Go to this site and do this test there. It will show you your memory power. Now intermittent fasting impoves memory power. It is influenced by the levels of BDNF. BDNF is brain-derived neurotrophic factor and is present in the brian. It helps protect the brain from dementia. Fasting decreases sugar levels and subsequently the sensitivity to insulin. Being diabetic increases possibility of diseases like brain diseases, heart attacks, strokes and blindness.

Word of Caution

Fasting is dangerous if you have a weak body or any medical conditions. People with high blood pressure or heart diseases should not consider undergoing fasting. And even the normal people should do so with strict supervision for the first few days. The reason is that the abrupt drop in energy levels could make a person weak.
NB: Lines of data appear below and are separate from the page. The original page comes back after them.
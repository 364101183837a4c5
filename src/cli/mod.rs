//! CLI module
//!
//! Provides command-line interface for:
//! - serve: Start the web server
//! - lookup: One-shot lookup printed as JSON

mod args;
mod commands;
mod errors;
mod io;

pub use args::{Cli, Command};
pub use commands::{lookup, run, run_command, serve, Config};
pub use errors::{CliError, CliErrorCode, CliResult};
pub use io::write_response;
//! CLI command implementations

use std::fs;
use std::path::Path;
use std::sync::Arc;

use serde::{Deserialize, Serialize};

use crate::http_server::{HttpServer, HttpServerConfig};
use crate::observability::{log_event_with_fields, Event};
use crate::quake::{SearchHandler, SearchParams};
use crate::store::HbaseRestStore;

use super::args::{Cli, Command};
use super::errors::{CliError, CliResult};
use super::io::write_response;

/// Optional configuration file
///
/// Every field may also be given on the command line, which wins.
#[derive(Debug, Clone, Default, PartialEq, Eq, Serialize, Deserialize)]
#[serde(deny_unknown_fields)]
pub struct Config {
    #[serde(default)]
    pub host: Option<String>,

    #[serde(default)]
    pub port: Option<u16>,

    #[serde(default)]
    pub storage_url: Option<String>,

    #[serde(default)]
    pub static_dir: Option<String>,
}

impl Config {
    /// Load configuration from file
    pub fn load(path: &Path) -> CliResult<Self> {
        let content = fs::read_to_string(path)
            .map_err(|e| CliError::config_error(format!("Failed to read config: {}", e)))?;

        serde_json::from_str(&content)
            .map_err(|e| CliError::config_error(format!("Invalid config JSON: {}", e)))
    }

    /// Resolve the server settings and storage endpoint
    ///
    /// Port and storage URL are required, from one source or the other.
    pub fn resolve(self) -> CliResult<(HttpServerConfig, String)> {
        let defaults = HttpServerConfig::default();

        let port = self
            .port
            .ok_or_else(|| CliError::config_error("port is required"))?;
        if port == 0 {
            return Err(CliError::config_error("port must be > 0"));
        }

        let storage_url = self
            .storage_url
            .filter(|url| !url.trim().is_empty())
            .ok_or_else(|| CliError::config_error("storage URL is required"))?;

        let server = HttpServerConfig {
            host: self.host.unwrap_or(defaults.host),
            port,
            static_dir: self.static_dir.unwrap_or(defaults.static_dir),
        };

        Ok((server, storage_url))
    }

    /// Overlay values given on the command line
    fn merge(self, overrides: Config) -> Config {
        Config {
            host: overrides.host.or(self.host),
            port: overrides.port.or(self.port),
            storage_url: overrides.storage_url.or(self.storage_url),
            static_dir: overrides.static_dir.or(self.static_dir),
        }
    }
}

/// Parse arguments and run the selected command
pub fn run() -> CliResult<()> {
    let cli = Cli::parse_args();
    run_command(cli.command)
}

/// Run a command on a fresh multi-threaded runtime
pub fn run_command(command: Command) -> CliResult<()> {
    let runtime = tokio::runtime::Runtime::new()?;

    match command {
        Command::Serve {
            port,
            storage_url,
            host,
            static_dir,
            config,
            auth,
        } => {
            let file = match config {
                Some(path) => Config::load(&path)?,
                None => Config::default(),
            };
            let overrides = Config {
                host,
                port,
                storage_url,
                static_dir,
            };
            runtime.block_on(serve(file.merge(overrides), auth.as_deref()))
        }
        Command::Lookup {
            state,
            year,
            month,
            storage_url,
            auth,
        } => {
            let params = SearchParams { state, year, month };
            runtime.block_on(lookup(&storage_url, auth.as_deref(), &params))
        }
    }
}

/// Start the web server and block until it stops
pub async fn serve(config: Config, auth: Option<&str>) -> CliResult<()> {
    let (server_config, storage_url) = config.resolve()?;
    let store = HbaseRestStore::new(&storage_url, auth)?;

    log_event_with_fields(
        Event::ConfigLoaded,
        &[
            ("authenticated", if auth.is_some() { "true" } else { "false" }),
            ("storage_endpoint", store.endpoint().as_str()),
        ],
    );

    let handler = SearchHandler::new(Arc::new(store));
    HttpServer::new(server_config, handler)
        .start()
        .await
        .map_err(|e| {
            log_event_with_fields(Event::ServerFailed, &[("error", e.to_string().as_str())]);
            CliError::serve_failed(e.to_string())
        })
}

/// Run a single search and print the view fields as JSON
pub async fn lookup(storage_url: &str, auth: Option<&str>, params: &SearchParams) -> CliResult<()> {
    let store = HbaseRestStore::new(storage_url, auth)?;
    let handler = SearchHandler::new(Arc::new(store));

    let response = handler.search(params).await;
    write_response(response.status().as_u16(), &response.fields())
}
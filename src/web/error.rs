use axum::{
    extract::multipart::MultipartError,
    http::StatusCode,
    response::{Html, IntoResponse, Response},
};
use thiserror::Error;

use super::views::{ErrorTemplate, render_template};
use crate::services::{AccountError, RenewalError};

#[derive(Debug, Error)]
pub enum WebError {
    #[error("Bad request: {0}")]
    BadRequest(String),

    #[error("Payload too large: {0}")]
    PayloadTooLarge(String),

    #[error("Database error: {0}")]
    Database(String),

    #[error("Session error: {0}")]
    Session(String),

    #[error("Template error: {0}")]
    Template(String),

    #[error("Internal error: {0}")]
    Internal(String),
}

impl WebError {
    pub fn bad_request(msg: impl Into<String>) -> Self {
        Self::BadRequest(msg.into())
    }

    const fn status(&self) -> StatusCode {
        match self {
            Self::BadRequest(_) => StatusCode::BAD_REQUEST,
            Self::PayloadTooLarge(_) => StatusCode::PAYLOAD_TOO_LARGE,
            Self::Database(_) | Self::Session(_) | Self::Template(_) | Self::Internal(_) => {
                StatusCode::INTERNAL_SERVER_ERROR
            }
        }
    }

    fn public_message(&self) -> String {
        match self {
            Self::BadRequest(msg) | Self::PayloadTooLarge(msg) => msg.clone(),
            Self::Database(msg) => {
                tracing::error!("Database error: {}", msg);
                "A database error occurred".to_string()
            }
            Self::Session(msg) => {
                tracing::error!("Session error: {}", msg);
                "Your session could not be loaded".to_string()
            }
            Self::Template(msg) => {
                tracing::error!("Template error: {}", msg);
                "The page could not be rendered".to_string()
            }
            Self::Internal(msg) => {
                tracing::error!("Internal error: {}", msg);
                "An internal error occurred".to_string()
            }
        }
    }
}

impl IntoResponse for WebError {
    fn into_response(self) -> Response {
        let status = self.status();
        let message = self.public_message();

        // Never recurse into WebError when the error page itself fails.
        match render_template(ErrorTemplate {
            flashes: Vec::new(),
            status: status.as_u16(),
            message,
        }) {
            Ok(html) => (status, html).into_response(),
            Err(_) => (status, Html(format!("<h1>{}</h1>", status.as_u16()))).into_response(),
        }
    }
}

impl From<anyhow::Error> for WebError {
    fn from(err: anyhow::Error) -> Self {
        Self::Internal(err.to_string())
    }
}

impl From<MultipartError> for WebError {
    fn from(err: MultipartError) -> Self {
        if err.status() == StatusCode::PAYLOAD_TOO_LARGE {
            Self::PayloadTooLarge(err.body_text())
        } else {
            Self::BadRequest(err.body_text())
        }
    }
}

impl From<tower_sessions::session::Error> for WebError {
    fn from(err: tower_sessions::session::Error) -> Self {
        Self::Session(err.to_string())
    }
}

impl From<askama::Error> for WebError {
    fn from(err: askama::Error) -> Self {
        Self::Template(err.to_string())
    }
}

impl From<AccountError> for WebError {
    fn from(err: AccountError) -> Self {
        match err {
            AccountError::Database(msg) => Self::Database(msg),
            other => Self::Internal(other.to_string()),
        }
    }
}

impl From<RenewalError> for WebError {
    fn from(err: RenewalError) -> Self {
        match err {
            RenewalError::Database(msg) => Self::Database(msg),
            other => Self::Internal(other.to_string()),
        }
    }
}
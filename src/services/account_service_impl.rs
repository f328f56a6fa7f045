//! `SeaORM` implementation of the `AccountService` trait.

use async_trait::async_trait;
use tracing::{info, warn};

use crate::db::{CreateUser, Store};
use crate::models::user::{NewUser, User};
use crate::services::account_service::{AccountError, AccountService};

pub struct SeaOrmAccountService {
    store: Store,
}

impl SeaOrmAccountService {
    #[must_use]
    pub const fn new(store: Store) -> Self {
        Self { store }
    }
}

#[async_trait]
impl AccountService for SeaOrmAccountService {
    async fn register(&self, user: NewUser) -> Result<User, AccountError> {
        match self.store.create_user(&user).await? {
            CreateUser::Created(user) => {
                info!(user_id = user.id, "Registered user");
                Ok(user)
            }
            CreateUser::EmailTaken => {
                warn!("Registration rejected: email already registered");
                Err(AccountError::DuplicateEmail)
            }
        }
    }

    async fn login(&self, email: &str, password: &str) -> Result<User, AccountError> {
        self.store
            .get_user_by_credentials(email, password)
            .await?
            .ok_or(AccountError::InvalidCredentials)
    }

    async fn admin_login(&self, username: &str, password: &str) -> Result<(), AccountError> {
        if self.store.verify_admin(username, password).await? {
            info!(username, "Admin logged in");
            Ok(())
        } else {
            Err(AccountError::InvalidCredentials)
        }
    }
}
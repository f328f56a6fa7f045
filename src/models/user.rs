use crate::entities::users;

/// Registration form contents.
#[derive(Debug, Clone)]
pub struct NewUser {
    pub name: String,
    pub email: String,
    pub phone: String,
    pub password: String,
}

/// A registered user, without the password column.
#[derive(Debug, Clone, PartialEq, Eq)]
pub struct User {
    pub id: i32,
    pub name: String,
    pub email: String,
    pub phone: String,
}

impl From<users::Model> for User {
    fn from(model: users::Model) -> Self {
        Self {
            id: model.id,
            name: model.name,
            email: model.email,
            phone: model.phone,
        }
    }
}
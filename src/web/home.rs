use axum::{
    extract::State,
    http::StatusCode,
    response::{IntoResponse, Response},
};
use std::sync::Arc;
use tower_sessions::Session;

use super::views::{IndexTemplate, render_template};
use super::{WebError, flash};
use crate::state::AppState;

/// GET /
pub async fn index(session: Session) -> Result<Response, WebError> {
    let flashes = flash::take(&session).await?;
    Ok(render_template(IndexTemplate { flashes })?.into_response())
}

/// GET /health
pub async fn health(State(state): State<Arc<AppState>>) -> Response {
    match state.store.ping().await {
        Ok(()) => (StatusCode::OK, "ok").into_response(),
        Err(e) => {
            tracing::warn!("Health check failed: {}", e);
            (StatusCode::SERVICE_UNAVAILABLE, "database unavailable").into_response()
        }
    }
}
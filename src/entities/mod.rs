pub mod prelude;

pub mod admins;
pub mod renewal_requests;
pub mod users;
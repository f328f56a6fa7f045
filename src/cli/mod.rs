//! CLI module - Command-line interface for the renewal service
//!
//! This module provides a structured CLI using clap for argument parsing.

use clap::{Parser, Subcommand};

/// Bus pass renewal service
#[derive(Parser)]
#[command(name = "buspass")]
#[command(author, version, about, long_about = None)]
pub struct Cli {
    #[command(subcommand)]
    pub command: Option<Commands>,
}

#[derive(Subcommand, Debug, PartialEq, Eq)]
pub enum Commands {
    /// Run the web server (default)
    #[command(alias = "s")]
    Serve,

    /// Write a default config.toml in the current directory
    InitConfig,

    /// Create the database and apply migrations, then exit
    Migrate,
}

impl Cli {
    #[must_use]
    pub fn command(&self) -> &Commands {
        self.command.as_ref().unwrap_or(&Commands::Serve)
    }
}

#[cfg(test)]
mod tests {
    use super::*;

    #[test]
    fn serve_is_the_default() {
        let cli = Cli::parse_from(["buspass"]);
        assert_eq!(cli.command(), &Commands::Serve);
    }

    #[test]
    fn parses_subcommands() {
        let cli = Cli::parse_from(["buspass", "init-config"]);
        assert_eq!(cli.command(), &Commands::InitConfig);

        let cli = Cli::parse_from(["buspass", "migrate"]);
        assert_eq!(cli.command(), &Commands::Migrate);
    }
}
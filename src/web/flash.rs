//! One-shot notices carried in the session until the next rendered page.

use tower_sessions::Session;

use super::WebError;

const FLASH_KEY: &str = "_flashes";

/// Queue a message for the next page rendered for this session.
pub async fn push(session: &Session, message: impl Into<String>) -> Result<(), WebError> {
    let mut messages: Vec<String> = session.get(FLASH_KEY).await?.unwrap_or_default();
    messages.push(message.into());
    session.insert(FLASH_KEY, messages).await?;
    Ok(())
}

/// Remove and return all queued messages, oldest first.
pub async fn take(session: &Session) -> Result<Vec<String>, WebError> {
    Ok(session
        .remove::<Vec<String>>(FLASH_KEY)
        .await?
        .unwrap_or_default())
}

/// Queued messages followed by one raised while handling the current request.
pub async fn take_with(session: &Session, message: impl Into<String>) -> Result<Vec<String>, WebError> {
    let mut messages = take(session).await?;
    messages.push(message.into());
    Ok(messages)
}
They might collapse and unless there is some person watching over them, disastrous things could happen.

Intermittent fasting is kind of ‘strict-unrestricted’ fasting for health schedule. Before fasting take medical tests for your sugar, pressure and other conditions. Also do not forget the memory test. Note it down so that you are able to compare it with the result you get after your fasting regime. That should make a believer out of you for good.